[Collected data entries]

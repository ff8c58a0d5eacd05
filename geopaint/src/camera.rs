//! [`Camera`] is the read-only view state the painter projects geometries with.

use geopaint_types::cartesian::{Point2d, Rect};

/// View state of the map: resolution, orientation and the projection between model points and container pixels.
///
/// *Model points* are projected coordinates divided by the [`gl_resolution`](Camera::gl_resolution), i.e. the
/// values stay the same at any zoom level. Altitudes passed to the camera are given in the same units.
///
/// *Container pixels* have their origin at the top left corner of the map container, with `y` axis pointing down.
pub trait Camera {
    /// Current resolution in projected units per pixel.
    fn resolution(&self) -> f64;

    /// Zoom level of the current resolution.
    fn zoom(&self) -> f64;

    /// Tilt of the view in radians. `0` looks straight down.
    fn pitch(&self) -> f64;

    /// Rotation of the view around the vertical axis in radians.
    fn bearing(&self) -> f64;

    /// Fixed reference resolution model points are stored at.
    fn gl_resolution(&self) -> f64;

    /// Ratio between the current resolution and the reference one.
    ///
    /// A length of `l` model units is `l / gl_scale()` pixels long on the screen.
    fn gl_scale(&self) -> f64 {
        self.resolution() / self.gl_resolution()
    }

    /// Identifier of the map projection. Cached values are dropped when it changes.
    fn projection_code(&self) -> &str;

    /// Extent of the map container in container pixels, or `None` if the container has no size.
    fn container_extent(&self) -> Option<Rect>;

    /// Altitude (in model units) above which nothing can be visible at the current orientation.
    fn frustum_altitude(&self) -> f64;

    /// Projects a model point at the given altitude to container pixels.
    ///
    /// A point with altitude `0` must be projected exactly as a point without altitude.
    fn point_to_container(&self, point: &Point2d, altitude: f64) -> Point2d;

    /// Projects a container pixel onto the ground plane in model points.
    ///
    /// Pixels above the horizon are projected to infinitely far points.
    fn container_to_point(&self, pixel: &Point2d) -> Point2d;

    /// Converts a projected coordinate to a point at the given resolution.
    fn coord_to_point(&self, coord: &Point2d, resolution: f64) -> Point2d;

    /// Projected coordinate at the distance `dx`, `dy` (in meters) from the given one.
    fn locate(&self, coord: &Point2d, dx: f64, dy: f64) -> Point2d;

    /// Position of the camera projected onto the ground, in model points.
    fn camera_ground_position(&self) -> Point2d;

    /// Ground point the camera is looking at, in model points.
    fn camera_look_at(&self) -> Point2d;

    /// Model space area covered by the given container pixel extent.
    fn container_extent_to_model(&self, extent: &Rect) -> Option<Rect> {
        let corners = extent.into_quadrangle().map(|p| self.container_to_point(&p));
        Rect::from_points(corners.iter())
    }
}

** Aim of the exercise **
Look above for the line containing "fn gl_resolution(&self) -> f64;". Output from there through the line containing "at, in model points.", exactly and inclusively.

** Answer to this exercise **
    fn gl_resolution(&self) -> f64;

    /// Ratio between the current resolution and the reference one.
    ///
    /// A length of `l` model units is `l / gl_scale()` pixels long on the screen.
    fn gl_scale(&self) -> f64 {
        self.resolution() / self.gl_resolution()
    }

    /// Identifier of the map projection. Cached values are dropped when it changes.
    fn projection_code(&self) -> &str;

    /// Extent of the map container in container pixels, or `None` if the container has no size.
    fn container_extent(&self) -> Option<Rect>;

    /// Altitude (in model units) above which nothing can be visible at the current orientation.
    fn frustum_altitude(&self) -> f64;

    /// Projects a model point at the given altitude to container pixels.
    ///
    /// A point with altitude `0` must be projected exactly as a point without altitude.
    fn point_to_container(&self, point: &Point2d, altitude: f64) -> Point2d;

    /// Projects a container pixel onto the ground plane in model points.
    ///
    /// Pixels above the horizon are projected to infinitely far points.
    fn container_to_point(&self, pixel: &Point2d) -> Point2d;

    /// Converts a projected coordinate to a point at the given resolution.
    fn coord_to_point(&self, coord: &Point2d, resolution: f64) -> Point2d;

    /// Projected coordinate at the distance `dx`, `dy` (in meters) from the given one.
    fn locate(&self, coord: &Point2d, dx: f64, dy: f64) -> Point2d;

    /// Position of the camera projected onto the ground, in model points.
    fn camera_ground_position(&self) -> Point2d;

    /// Ground point the camera is looking at, in model points.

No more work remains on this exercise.